▶ Exercise objective
In the entries below, find each line with the word "CompareArgs" and pull it out.
Data supplied START
//! benchview CLI - Render benchmark dashboard views from a results server

use anyhow::{Context, Result};
use clap::{Args, Parser, Subcommand, ValueEnum};
use std::path::PathBuf;
use tracing::{debug, info};

use benchview::{
    client::ServerClient,
    html::{self, PageView},
    session::{Page, Session},
};
use benchview_core::{
    changes::ChangeInteraction, selection::parse_baseline, BenchmarkChoice, Catalog,
    ChangeSelection, ChangeTableController, ChartType, ComparisonController,
    ComparisonSelection, DashboardConfig, Event, Thresholds, TimelineController,
    TimelineInteraction,
};

/// benchview: Changes tables, comparison charts and timelines
#[derive(Parser, Debug)]
#[command(name = "benchview")]
#[command(author, version, about, long_about = None)]
struct Cli {
    /// Base URL of the results server
    #[arg(long, global = true, env = "BENCHVIEW_SERVER", default_value = "http://localhost:8000/")]
    server: String,

    /// Path to the page catalog JSON file
    #[arg(long, global = true, env = "BENCHVIEW_CATALOG", default_value = "catalog.json")]
    catalog: PathBuf,

    /// Change threshold in percent
    #[arg(long, global = true, env = "BENCHVIEW_CHANGE_THRESHOLD", default_value = "3.0")]
    change_threshold: f64,

    /// Trend threshold in percent
    #[arg(long, global = true, env = "BENCHVIEW_TREND_THRESHOLD", default_value = "4.0")]
    trend_threshold: f64,

    /// Width of the plot container in pixels
    #[arg(long, global = true, default_value = "900")]
    width: f64,

    /// Enable verbose output
    #[arg(short, long, global = true)]
    verbose: bool,

    #[command(subcommand)]
    command: Commands,
}

#[derive(Subcommand, Debug)]
enum Commands {
    /// Show the colored changes table of one revision
    Changes(ChangesArgs),

    /// Draw comparison bar charts
    Compare(CompareArgs),

    /// Draw a timeline or the grid of miniature timelines
    Timeline(TimelineArgs),
}

#[derive(Args, Debug)]
struct OutputArgs {
    /// Write the page to a file instead of stdout
    #[arg(short, long, value_name = "FILE")]
    output: Option<PathBuf>,

    /// Output format
    #[arg(long, value_enum, default_value = "html")]
    format: Format,
}

#[derive(ValueEnum, Clone, Copy, Debug)]
enum Format {
    Html,
    Json,
}

#[derive(Parser, Debug)]
struct ChangesArgs {
    /// Executable id
    #[arg(long)]
    exe: String,

    /// Environment id
    #[arg(long)]
    env: String,

    /// Revision commit id (defaults to the project's latest)
    #[arg(long)]
    rev: Option<String>,

    /// Trend depth in revisions
    #[arg(long, default_value = "10")]
    trend: u32,

    /// Sort every table by this column
    #[arg(long)]
    sort: Option<usize>,

    #[command(flatten)]
    output: OutputArgs,
}

#[derive(Parser, Debug)]
struct CompareArgs {
    /// Executable keys (comma-separated)
    #[arg(long, value_delimiter = ',', required = true)]
    exe: Vec<String>,

    /// Benchmark ids (comma-separated)
    #[arg(long, value_delimiter = ',', required = true)]
    ben: Vec<String>,

    /// Environment ids (comma-separated)
    #[arg(long, value_delimiter = ',', required = true)]
    env: Vec<String>,

    /// Draw horizontal bars
    #[arg(long)]
    horizontal: bool,

    /// Executable key to normalize against ("none" for no baseline)
    #[arg(long)]
    baseline: Option<String>,

    /// Chart type: "normal bars", "stacked bars" or "relative bars"
    #[arg(long, default_value = "normal bars", value_parser = parse_chart)]
    chart: ChartType,

    #[command(flatten)]
    output: OutputArgs,
}

#[derive(Parser, Debug)]
struct TimelineArgs {
    /// URL query of the timeline (e.g. "?exe=1&ben=float&env=1")
    #[arg(default_value = "")]
    query: String,

    /// Benchmark name, "grid" or "show_none"; overrides the query
    #[arg(long)]
    ben: Option<String>,

    #[command(flatten)]
    output: OutputArgs,
}

fn parse_chart(value: &str) -> std::result::Result<ChartType, benchview_core::Error> {
    value.parse()
}

fn main() -> Result<()> {
    let cli = Cli::parse();

    // Initialize logging
    let log_level = if cli.verbose { "debug" } else { "info" };
    tracing_subscriber::fmt()
        .with_writer(std::io::stderr)
        .with_env_filter(
            tracing_subscriber::EnvFilter::try_from_default_env()
                .unwrap_or_else(|_| tracing_subscriber::EnvFilter::new(log_level)),
        )
        .init();

    let config = dashboard_config(&cli)?;
    let catalog = Catalog::load_from_file(&cli.catalog)
        .with_context(|| format!("Failed to load catalog: {:?}", cli.catalog))?;
    let client = ServerClient::new(&cli.server)
        .with_context(|| format!("Invalid server URL: {}", cli.server))?;
    debug!("Server: {}", client.base());

    let runtime = tokio::runtime::Builder::new_current_thread()
        .enable_all()
        .build()
        .context("Failed to start the async runtime")?;

    runtime.block_on(async {
        match cli.command {
            Commands::Changes(args) => changes_command(args, config, catalog, client).await,
            Commands::Compare(args) => compare_command(args, config, catalog, client).await,
            Commands::Timeline(args) => timeline_command(args, config, catalog, client).await,
        }
    })
}

fn dashboard_config(cli: &Cli) -> Result<DashboardConfig> {
    let thresholds = Thresholds::new(cli.change_threshold, cli.trend_threshold)
        .context("Invalid threshold configuration")?;

    let mut config = DashboardConfig {
        thresholds,
        ..Default::default()
    };
    config.viewport.width = cli.width;
    config.validate().context("Invalid dashboard configuration")?;

    Ok(config)
}

/// Changes table of one revision
async fn changes_command(
    args: ChangesArgs,
    config: DashboardConfig,
    catalog: Catalog,
    client: ServerClient,
) -> Result<()> {
    let revision = match args.rev {
        Some(rev) => rev,
        None => catalog
            .project_of(&args.exe)
            .and_then(|project| catalog.revisions_for(project).first())
            .map(|r| r.commitid.clone())
            .with_context(|| format!("No revision given and none known for executable {}", args.exe))?,
    };
    let selection = ChangeSelection {
        trend: args.trend,
        revision,
        executable: args.exe,
        environment: args.env,
    };
    info!("Loading changes for revision {}", selection.revision);

    let controller = ChangeTableController::new(config.clone(), catalog, selection.clone())
        .context("Failed to set up the changes table")?;
    let mut session = Session::new(controller, client, config);
    session.run(Event::SelectionChanged(selection)).await;

    if let Some(column) = args.sort {
        let tables = session
            .controller()
            .table()
            .map(|t| t.tables.len())
            .unwrap_or(0);
        for table in 0..tables {
            session
                .run(Event::Interaction(ChangeInteraction::Sort { table, column }))
                .await;
        }
    }

    emit(session.page(), &args.output)
}

/// Comparison charts for a selection
async fn compare_command(
    args: CompareArgs,
    config: DashboardConfig,
    catalog: Catalog,
    client: ServerClient,
) -> Result<()> {
    let selection = comparison_selection(&args);
    info!("Comparing {} executables", selection.executables.len());

    let controller = ComparisonController::new(config.clone(), catalog, selection.clone());
    let mut session = Session::new(controller, client, config);
    session.run(Event::SelectionChanged(selection)).await;

    emit(session.page(), &args.output)
}

/// Selection of the comparison view; "none" means no baseline
fn comparison_selection(args: &CompareArgs) -> ComparisonSelection {
    ComparisonSelection {
        executables: args.exe.clone(),
        benchmarks: args.ben.clone(),
        environments: args.env.clone(),
        horizontal: args.horizontal,
        baseline: args.baseline.as_deref().and_then(parse_baseline),
        chart: args.chart,
    }
}

/// Timeline for a URL query
async fn timeline_command(
    args: TimelineArgs,
    config: DashboardConfig,
    catalog: Catalog,
    client: ServerClient,
) -> Result<()> {
    let controller = TimelineController::with_defaults(config.clone(), catalog);
    let mut session = Session::new(controller, client, config);
    session
        .run(Event::Interaction(TimelineInteraction::UrlChanged(args.query)))
        .await;

    if let Some(ben) = args.ben {
        let mut selection = session.controller().selection().clone();
        selection.benchmark = BenchmarkChoice::from(ben);
        session.run(Event::SelectionChanged(selection)).await;
    }

    emit(session.page(), &args.output)
}

/// Print or write a finished page
fn emit<V: PageView>(page: &Page<V>, output: &OutputArgs) -> Result<()> {
    if page.failed_requests > 0 {
        info!("{} request(s) failed; showing what was loaded", page.failed_requests);
    }

    let content = match output.format {
        Format::Html => html::render_page(page).context("Failed to render page")?,
        Format::Json => serde_json::to_string_pretty(page).context("Failed to serialize page")?,
    };

    match &output.output {
        Some(path) => {
            html::write_page(path, &content)
                .with_context(|| format!("Failed to write output: {:?}", path))?;
            info!("Wrote {:?}", path);
        }
        None => println!("{}", content),
    }

    Ok(())
}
Data supplied END
▶ Solution to this problem
    Compare(CompareArgs),
struct CompareArgs {
    args: CompareArgs,
fn comparison_selection(args: &CompareArgs) -> ComparisonSelection {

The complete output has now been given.